This regular posting contains a list of Frequently Asked Questions (FAQs) and their answers about Royal genealogy. It should be read by anyone who wishes to post to the GEN-ROYAL mailing list. The FAQ is currently available on the World Wide Web at http://www.erols.com/wrei/faqs/royal.html.
If you have any comments or additions or would like to suggest further topics to be included, then please contact William Addams Reitwiesner (wrei@erols.com).
Copyright (c) 1999 by William Addams Reitwiesner. All rights reserved.
This document may be freely redistributed in its entirety without modification provided that this copyright notice is not removed. It may not be sold for profit or incorporated in commercial documents (e.g. published for sale on CD-ROM, floppy disks, books, magazines or other print form) without the prior written permission of the copyright holder.

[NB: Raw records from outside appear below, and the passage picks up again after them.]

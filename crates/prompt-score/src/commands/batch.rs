//! Batch command: score every non-empty line of one or more files.

use anyhow::{Context, bail};
use camino::Utf8PathBuf;
use clap::Args;
use indicatif::{ProgressBar, ProgressStyle};
use owo_colors::OwoColorize;
use serde::Serialize;
use tracing::{debug, instrument, warn};

use prompt_score_core::config::Config;
use prompt_score_core::{Assessment, ScoreClass, validate_prompt};

use super::read_input_file;
use super::score::paint_score;

/// Characters of prompt text shown per line in text output.
const PREVIEW_CHARS: usize = 60;

/// Arguments for the `batch` subcommand.
#[derive(Args, Debug)]
pub struct BatchArgs {
    /// Files with one prompt per line.
    #[arg(required = true)]
    pub files: Vec<Utf8PathBuf>,

    /// Only list prompts in these bands (repeatable).
    #[arg(long, value_enum)]
    pub class: Vec<ScoreClass>,

    /// Fail when any prompt scores below this value.
    #[arg(long, value_parser = clap::value_parser!(u8).range(0..=100))]
    pub fail_under: Option<u8>,
}

/// One line of input and what happened to it.
#[derive(Debug, Serialize)]
struct BatchEntry {
    file: String,
    line: usize,
    text: String,
    #[serde(flatten)]
    outcome: Outcome,
}

#[derive(Debug, Serialize)]
#[serde(tag = "status", rename_all = "lowercase")]
enum Outcome {
    Scored { assessment: Box<Assessment> },
    Skipped { reason: String },
}

/// Aggregate statistics over the scored prompts.
#[derive(Debug, Default, Serialize)]
struct BatchSummary {
    scored: usize,
    skipped: usize,
    #[serde(skip_serializing_if = "Option::is_none")]
    mean: Option<f64>,
    #[serde(skip_serializing_if = "Option::is_none")]
    min: Option<u8>,
    #[serde(skip_serializing_if = "Option::is_none")]
    max: Option<u8>,
}

impl BatchSummary {
    fn from_entries(entries: &[BatchEntry]) -> Self {
        let totals: Vec<u8> = entries
            .iter()
            .filter_map(|e| match e.outcome {
                Outcome::Scored { ref assessment } => Some(assessment.report.total),
                Outcome::Skipped { .. } => None,
            })
            .collect();
        let mean = (!totals.is_empty()).then(|| {
            let sum: u32 = totals.iter().map(|&t| u32::from(t)).sum();
            (f64::from(sum) / totals.len() as f64 * 10.0).round() / 10.0
        });
        Self {
            scored: totals.len(),
            skipped: entries.len() - totals.len(),
            mean,
            min: totals.iter().copied().min(),
            max: totals.iter().copied().max(),
        }
    }
}

#[derive(Debug, Serialize)]
struct BatchReport<'a> {
    entries: Vec<&'a BatchEntry>,
    summary: &'a BatchSummary,
}

/// Score each prompt line in the given files.
#[instrument(name = "cmd_batch", skip_all, fields(files = args.files.len()))]
pub fn cmd_batch(
    args: BatchArgs,
    global_json: bool,
    quiet: bool,
    config: &Config,
) -> anyhow::Result<()> {
    debug!(files = ?args.files, classes = ?args.class, "executing batch command");

    let policy = config.input_policy();
    let engine = config
        .scoring_engine()
        .context("failed to build lexicon from configuration")?;

    let mut lines = Vec::new();
    for path in &args.files {
        let content = read_input_file(path, policy.max_bytes)?;
        lines.extend(
            content
                .lines()
                .enumerate()
                .filter(|(_, l)| !l.trim().is_empty())
                .map(|(idx, l)| (path.to_string(), idx + 1, l.to_string())),
        );
    }

    let progress = if global_json || quiet {
        ProgressBar::hidden()
    } else {
        let pb = ProgressBar::new(lines.len() as u64);
        pb.set_style(
            ProgressStyle::with_template("{spinner} [{bar:30}] {pos}/{len} {msg}")
                .context("invalid progress bar template")?
                .progress_chars("=> "),
        );
        pb
    };

    let mut entries = Vec::with_capacity(lines.len());
    for (file, line, text) in lines {
        progress.set_message(format!("{file}:{line}"));
        let outcome = match validate_prompt(&text, &policy) {
            Ok(prompt) => Outcome::Scored {
                assessment: Box::new(engine.assess(prompt)),
            },
            Err(e) => {
                warn!(file = %file, line, reason = %e, "skipping prompt");
                Outcome::Skipped {
                    reason: e.to_string(),
                }
            }
        };
        entries.push(BatchEntry {
            file,
            line,
            text,
            outcome,
        });
        progress.inc(1);
    }
    progress.finish_and_clear();

    let summary = BatchSummary::from_entries(&entries);
    let listed: Vec<&BatchEntry> = entries
        .iter()
        .filter(|e| match e.outcome {
            Outcome::Scored { ref assessment } => {
                args.class.is_empty() || args.class.contains(&assessment.class)
            }
            Outcome::Skipped { .. } => args.class.is_empty(),
        })
        .collect();

    if global_json {
        let report = BatchReport {
            entries: listed,
            summary: &summary,
        };
        println!("{}", serde_json::to_string_pretty(&report)?);
    } else {
        print_text(&listed, &summary);
    }

    let fail_under = args.fail_under.or(config.fail_under);
    if let (Some(min), Some(lowest)) = (fail_under, summary.min)
        && lowest < min
    {
        bail!("lowest score {lowest} is below minimum {min}");
    }

    Ok(())
}

fn print_text(entries: &[&BatchEntry], summary: &BatchSummary) {
    for entry in entries {
        let location = format!("{}:{}", entry.file, entry.line);
        match entry.outcome {
            Outcome::Scored { ref assessment } => println!(
                "{:>3}  {:<18} {}  {}",
                paint_score(assessment.report.total, assessment.class),
                assessment.class.as_str(),
                location.dimmed(),
                preview(&entry.text),
            ),
            Outcome::Skipped { ref reason } => println!(
                "{}  {}  {}",
                "SKIP".yellow(),
                location.dimmed(),
                reason,
            ),
        }
    }

    println!();
    match (summary.mean, summary.min, summary.max) {
        (Some(mean), Some(min), Some(max)) => println!(
            "{} {} scored, {} skipped, mean {:.1}, min {}, max {}",
            "Summary:".bold(),
            summary.scored,
            summary.skipped,
            mean,
            min,
            max,
        ),
        _ => println!(
            "{} 0 scored, {} skipped",
            "Summary:".bold(),
            summary.skipped
        ),
    }
}

fn preview(text: &str) -> String {
    let trimmed = text.trim();
    if trimmed.chars().count() <= PREVIEW_CHARS {
        trimmed.to_string()
    } else {
        let cut: String = trimmed.chars().take(PREVIEW_CHARS).collect();
        format!("{cut}...")
    }
}
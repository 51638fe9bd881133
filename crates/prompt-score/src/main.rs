//! prompt-score CLI
#![deny(unsafe_code)]

use anyhow::Context;
use clap::Parser;
use prompt_score::{Cli, Commands, commands};
use prompt_score_core::config::ConfigLoader;
use tracing::debug;

mod observability;

fn main() -> anyhow::Result<()> {
    let cli = Cli::parse();
    cli.color.apply();

    if cli.version_only {
        println!("{}", env!("CARGO_PKG_VERSION"));
        return Ok(());
    }

    // arg_required_else_help ensures we have --version-only or a subcommand
    let Some(command) = cli.command else {
        return Ok(());
    };

    if let Some(ref dir) = cli.chdir {
        std::env::set_current_dir(dir)
            .with_context(|| format!("failed to change directory to {}", dir.display()))?;
    }

    let cwd = std::env::current_dir().context("failed to determine current directory")?;
    let cwd = camino::Utf8PathBuf::try_from(cwd).map_err(|e| {
        anyhow::anyhow!(
            "current directory is not valid UTF-8: {}",
            e.into_path_buf().display()
        )
    })?;
    let mut loader = ConfigLoader::new().with_project_search(&cwd);
    if let Some(ref config_path) = cli.config {
        let config_path = camino::Utf8PathBuf::try_from(config_path.clone()).map_err(|e| {
            anyhow::anyhow!(
                "config path is not valid UTF-8: {}",
                e.into_path_buf().display()
            )
        })?;
        loader = loader.with_file(&config_path);
    }
    let (config, config_sources) = loader.load().context("failed to load configuration")?;

    let obs_config = observability::ObservabilityConfig::from_env_with_overrides(
        config
            .log_dir
            .as_ref()
            .map(|dir| dir.as_std_path().to_path_buf()),
    );
    let env_filter = observability::env_filter(cli.quiet, cli.verbose, config.log_level.as_str());
    let console = observability::console_level(cli.quiet, cli.verbose);
    let _guard = observability::init_observability(&obs_config, env_filter, console)
        .context("failed to initialize logging/tracing")?;

    debug!(
        verbose = cli.verbose,
        quiet = cli.quiet,
        json = cli.json,
        color = ?cli.color,
        chdir = ?cli.chdir,
        config_file = ?config_sources.primary_file(),
        "CLI initialized"
    );

    let result = match command {
        Commands::Score(args) => commands::score::cmd_score(args, cli.json, &config),
        Commands::Batch(args) => commands::batch::cmd_batch(args, cli.json, cli.quiet, &config),
        Commands::Samples(args) => commands::samples::cmd_samples(args, cli.json, &config),
        Commands::Info(args) => commands::info::cmd_info(args, cli.json, &config, &config_sources),
        #[cfg(feature = "mcp")]
        Commands::Serve(args) => {
            let rt = tokio::runtime::Runtime::new()
                .context("failed to create async runtime for MCP server")?;
            rt.block_on(commands::serve::cmd_serve(args, config))
        }
    };
    if let Err(ref err) = result {
        tracing::error!(error = %err, "fatal error");
    }
    result
}
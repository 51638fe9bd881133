//! Info command implementation

use clap::Args;
use owo_colors::OwoColorize;
use prompt_score_core::config::{Config, ConfigSources};
use serde::Serialize;
use tracing::{debug, instrument};

/// Arguments for the `info` subcommand.
#[derive(Args, Debug, Default)]
pub struct InfoArgs {
    // No subcommand-specific arguments; uses global --json flag
}

#[derive(Serialize)]
struct PackageInfo {
    name: &'static str,
    version: &'static str,
    #[serde(skip_serializing_if = "str::is_empty")]
    description: &'static str,
    #[serde(skip_serializing_if = "str::is_empty")]
    repository: &'static str,
    #[serde(skip_serializing_if = "str::is_empty")]
    homepage: &'static str,
    #[serde(skip_serializing_if = "str::is_empty")]
    license: &'static str,
}

impl PackageInfo {
    const fn new() -> Self {
        Self {
            name: env!("CARGO_PKG_NAME"),
            version: env!("CARGO_PKG_VERSION"),
            description: env!("CARGO_PKG_DESCRIPTION"),
            repository: env!("CARGO_PKG_REPOSITORY"),
            homepage: env!("CARGO_PKG_HOMEPAGE"),
            license: env!("CARGO_PKG_LICENSE"),
        }
    }
}

#[derive(Serialize)]
struct LexiconInfo {
    context_keywords: usize,
    objective_verbs: usize,
    units: usize,
}

#[derive(Serialize)]
struct ConfigInfo {
    #[serde(skip_serializing_if = "Option::is_none")]
    config_file: Option<String>,
    log_level: String,
    #[serde(skip_serializing_if = "Option::is_none")]
    log_dir: Option<String>,
    min_prompt_chars: usize,
    #[serde(skip_serializing_if = "Option::is_none")]
    max_input_bytes: Option<usize>,
    #[serde(skip_serializing_if = "Option::is_none")]
    fail_under: Option<u8>,
    #[serde(skip_serializing_if = "Option::is_none")]
    lexicon: Option<LexiconInfo>,
}

impl ConfigInfo {
    fn from_config(config: &Config, sources: &ConfigSources) -> Self {
        let policy = config.input_policy();
        // A lexicon that fails to build is reported by the scoring commands.
        let lexicon = config.scoring_engine().ok().map(|engine| {
            let lex = engine.lexicon();
            LexiconInfo {
                context_keywords: lex.context_keywords().len(),
                objective_verbs: lex.objective_verbs().len(),
                units: lex.units().len(),
            }
        });
        Self {
            config_file: sources.primary_file().map(|p| p.to_string()),
            log_level: config.log_level.as_str().to_string(),
            log_dir: config.log_dir.as_ref().map(|p| p.to_string()),
            min_prompt_chars: policy.min_chars,
            max_input_bytes: policy.max_bytes,
            fail_under: config.fail_under,
            lexicon,
        }
    }
}

#[derive(Serialize)]
struct FullInfo {
    #[serde(flatten)]
    package: PackageInfo,
    config: ConfigInfo,
}

/// Print package information
///
/// # Arguments
/// * `global_json` - Global `--json` flag from CLI
/// * `config` - Loaded configuration
/// * `sources` - Config source metadata from loading
#[instrument(name = "cmd_info", skip_all, fields(json_output))]
pub fn cmd_info(
    _args: InfoArgs,
    global_json: bool,
    config: &Config,
    sources: &ConfigSources,
) -> anyhow::Result<()> {
    let info = PackageInfo::new();

    debug!(json_output = global_json, "executing info command");

    let full_info = FullInfo {
        package: info,
        config: ConfigInfo::from_config(config, sources),
    };

    if global_json {
        println!("{}", serde_json::to_string_pretty(&full_info)?);
        return Ok(());
    }

    let pkg = &full_info.package;
    println!("{} {}", pkg.name.bold(), pkg.version.green());
    if !pkg.description.is_empty() {
        println!("{}", pkg.description);
    }
    if !pkg.license.is_empty() {
        println!("{}: {}", "License".dimmed(), pkg.license);
    }
    if !pkg.repository.is_empty() {
        println!("{}: {}", "Repository".dimmed(), pkg.repository.cyan());
    }

    let cfg = &full_info.config;
    println!();
    println!("{}", "Configuration".bold().underline());
    match cfg.config_file {
        Some(ref path) => println!("{}: {}", "Config file".dimmed(), path.cyan()),
        None => println!("{}: {}", "Config file".dimmed(), "none loaded".yellow()),
    }
    println!("{}: {}", "Log level".dimmed(), cfg.log_level);
    if let Some(ref dir) = cfg.log_dir {
        println!("{}: {}", "Log directory".dimmed(), dir);
    }

    println!();
    println!("{}", "Scoring".bold().underline());
    println!("{}: {}", "Min prompt chars".dimmed(), cfg.min_prompt_chars);
    match cfg.max_input_bytes {
        Some(max) => println!("{}: {}", "Max input bytes".dimmed(), max),
        None => println!("{}: {}", "Max input bytes".dimmed(), "unlimited".yellow()),
    }
    print_opt("Fail under", &cfg.fail_under);
    if let Some(ref lex) = cfg.lexicon {
        println!(
            "{}: {} keywords, {} verbs, {} units",
            "Lexicon".dimmed(),
            lex.context_keywords,
            lex.objective_verbs,
            lex.units,
        );
    }

    Ok(())
}

/// Print an optional value or "(not set)".
fn print_opt<T: std::fmt::Display>(label: &str, value: &Option<T>) {
    match value {
        Some(v) => println!("{}: {}", label.dimmed(), v),
        None => println!("{}: {}", label.dimmed(), "(not set)".dimmed()),
    }
}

Permission is expressly granted for this document to be made available for file transfer from installations offering unrestricted anonymous file transfer on the Internet.
If this document is incorporated in a commercial document, a complimentary copy should be sent to William Addams Reitwiesner (wrei@erols.com).
This document is provided AS IS without any express or implied warranty.
GEN-ROYAL is a mailing list for the discussion of genealogies of Royal families. The primary focus of the group is likely to be on Europe and neighboring regions, but postings about genealogies of Royals elsewhere are welcomed.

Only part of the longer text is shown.